BEGIN

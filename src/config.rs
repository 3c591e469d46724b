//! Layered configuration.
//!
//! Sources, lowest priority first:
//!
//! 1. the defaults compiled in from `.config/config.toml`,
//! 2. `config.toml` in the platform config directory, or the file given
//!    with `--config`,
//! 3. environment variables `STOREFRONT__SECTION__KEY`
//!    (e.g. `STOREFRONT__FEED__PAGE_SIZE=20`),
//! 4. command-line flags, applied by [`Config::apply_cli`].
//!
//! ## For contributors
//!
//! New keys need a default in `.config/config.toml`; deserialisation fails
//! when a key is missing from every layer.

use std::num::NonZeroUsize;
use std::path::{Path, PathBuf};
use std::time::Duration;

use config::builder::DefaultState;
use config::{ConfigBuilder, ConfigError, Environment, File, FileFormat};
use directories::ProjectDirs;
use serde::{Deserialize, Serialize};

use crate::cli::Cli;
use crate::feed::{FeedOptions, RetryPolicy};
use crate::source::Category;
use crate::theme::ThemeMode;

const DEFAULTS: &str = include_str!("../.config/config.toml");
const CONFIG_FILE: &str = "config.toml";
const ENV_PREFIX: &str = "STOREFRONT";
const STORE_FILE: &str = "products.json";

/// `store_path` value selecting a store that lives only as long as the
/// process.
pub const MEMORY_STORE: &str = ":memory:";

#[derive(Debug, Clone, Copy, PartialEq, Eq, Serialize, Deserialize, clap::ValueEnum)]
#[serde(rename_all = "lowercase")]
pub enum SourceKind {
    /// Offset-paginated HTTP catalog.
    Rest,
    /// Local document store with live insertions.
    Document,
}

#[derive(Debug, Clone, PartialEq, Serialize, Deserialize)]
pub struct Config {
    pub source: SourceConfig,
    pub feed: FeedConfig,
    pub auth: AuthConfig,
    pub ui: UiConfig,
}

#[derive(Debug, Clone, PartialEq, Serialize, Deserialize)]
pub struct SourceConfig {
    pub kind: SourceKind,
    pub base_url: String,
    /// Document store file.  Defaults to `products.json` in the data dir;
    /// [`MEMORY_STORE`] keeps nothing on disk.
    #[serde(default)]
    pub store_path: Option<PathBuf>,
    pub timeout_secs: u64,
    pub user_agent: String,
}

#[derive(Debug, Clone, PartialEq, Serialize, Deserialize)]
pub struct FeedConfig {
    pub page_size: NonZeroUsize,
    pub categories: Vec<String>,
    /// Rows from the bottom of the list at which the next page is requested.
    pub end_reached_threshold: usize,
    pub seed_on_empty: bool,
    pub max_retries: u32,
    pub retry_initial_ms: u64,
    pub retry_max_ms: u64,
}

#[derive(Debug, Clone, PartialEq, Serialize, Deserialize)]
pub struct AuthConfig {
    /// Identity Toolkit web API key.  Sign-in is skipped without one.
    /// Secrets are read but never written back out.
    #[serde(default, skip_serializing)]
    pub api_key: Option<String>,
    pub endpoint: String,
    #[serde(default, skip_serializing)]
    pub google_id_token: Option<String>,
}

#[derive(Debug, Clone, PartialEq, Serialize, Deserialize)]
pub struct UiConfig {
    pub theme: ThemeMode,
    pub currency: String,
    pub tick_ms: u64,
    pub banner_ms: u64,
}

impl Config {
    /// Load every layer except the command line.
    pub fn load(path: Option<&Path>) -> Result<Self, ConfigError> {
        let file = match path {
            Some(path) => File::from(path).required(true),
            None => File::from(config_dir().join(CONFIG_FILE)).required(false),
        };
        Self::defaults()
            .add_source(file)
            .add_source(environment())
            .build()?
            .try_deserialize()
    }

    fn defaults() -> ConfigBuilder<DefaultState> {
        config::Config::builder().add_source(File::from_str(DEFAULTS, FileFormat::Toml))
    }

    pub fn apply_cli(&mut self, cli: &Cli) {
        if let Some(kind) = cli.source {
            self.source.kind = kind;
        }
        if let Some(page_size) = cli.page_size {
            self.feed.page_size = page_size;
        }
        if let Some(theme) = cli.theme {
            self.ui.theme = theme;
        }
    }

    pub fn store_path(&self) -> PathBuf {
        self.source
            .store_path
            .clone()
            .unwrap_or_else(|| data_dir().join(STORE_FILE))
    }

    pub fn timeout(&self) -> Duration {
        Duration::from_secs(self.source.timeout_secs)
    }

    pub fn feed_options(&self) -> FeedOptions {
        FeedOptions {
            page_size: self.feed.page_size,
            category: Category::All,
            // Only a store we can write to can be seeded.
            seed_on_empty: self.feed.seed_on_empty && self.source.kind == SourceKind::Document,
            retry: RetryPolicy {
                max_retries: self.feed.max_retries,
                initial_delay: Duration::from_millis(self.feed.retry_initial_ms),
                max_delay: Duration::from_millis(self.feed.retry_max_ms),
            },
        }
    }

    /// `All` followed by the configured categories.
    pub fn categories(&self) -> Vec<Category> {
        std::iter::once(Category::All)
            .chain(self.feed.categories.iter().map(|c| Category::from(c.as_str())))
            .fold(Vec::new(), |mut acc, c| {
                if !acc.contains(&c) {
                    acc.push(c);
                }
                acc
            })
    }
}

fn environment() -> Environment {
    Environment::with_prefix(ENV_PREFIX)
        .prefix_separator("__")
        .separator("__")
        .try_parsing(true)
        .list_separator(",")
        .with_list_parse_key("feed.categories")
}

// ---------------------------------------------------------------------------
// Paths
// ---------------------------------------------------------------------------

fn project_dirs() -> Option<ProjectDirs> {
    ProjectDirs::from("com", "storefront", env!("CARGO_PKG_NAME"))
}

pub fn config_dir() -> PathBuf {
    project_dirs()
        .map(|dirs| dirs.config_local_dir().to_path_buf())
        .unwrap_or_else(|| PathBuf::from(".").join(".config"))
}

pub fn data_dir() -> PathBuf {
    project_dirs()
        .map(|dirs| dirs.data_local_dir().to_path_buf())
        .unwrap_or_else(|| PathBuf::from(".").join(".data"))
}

END

> [TASK ITEM]: When the entries above show the word "FeedConfig" in a line, copy that line out.

> [ANSWER SECTION]:
    pub feed: FeedConfig,
pub struct FeedConfig {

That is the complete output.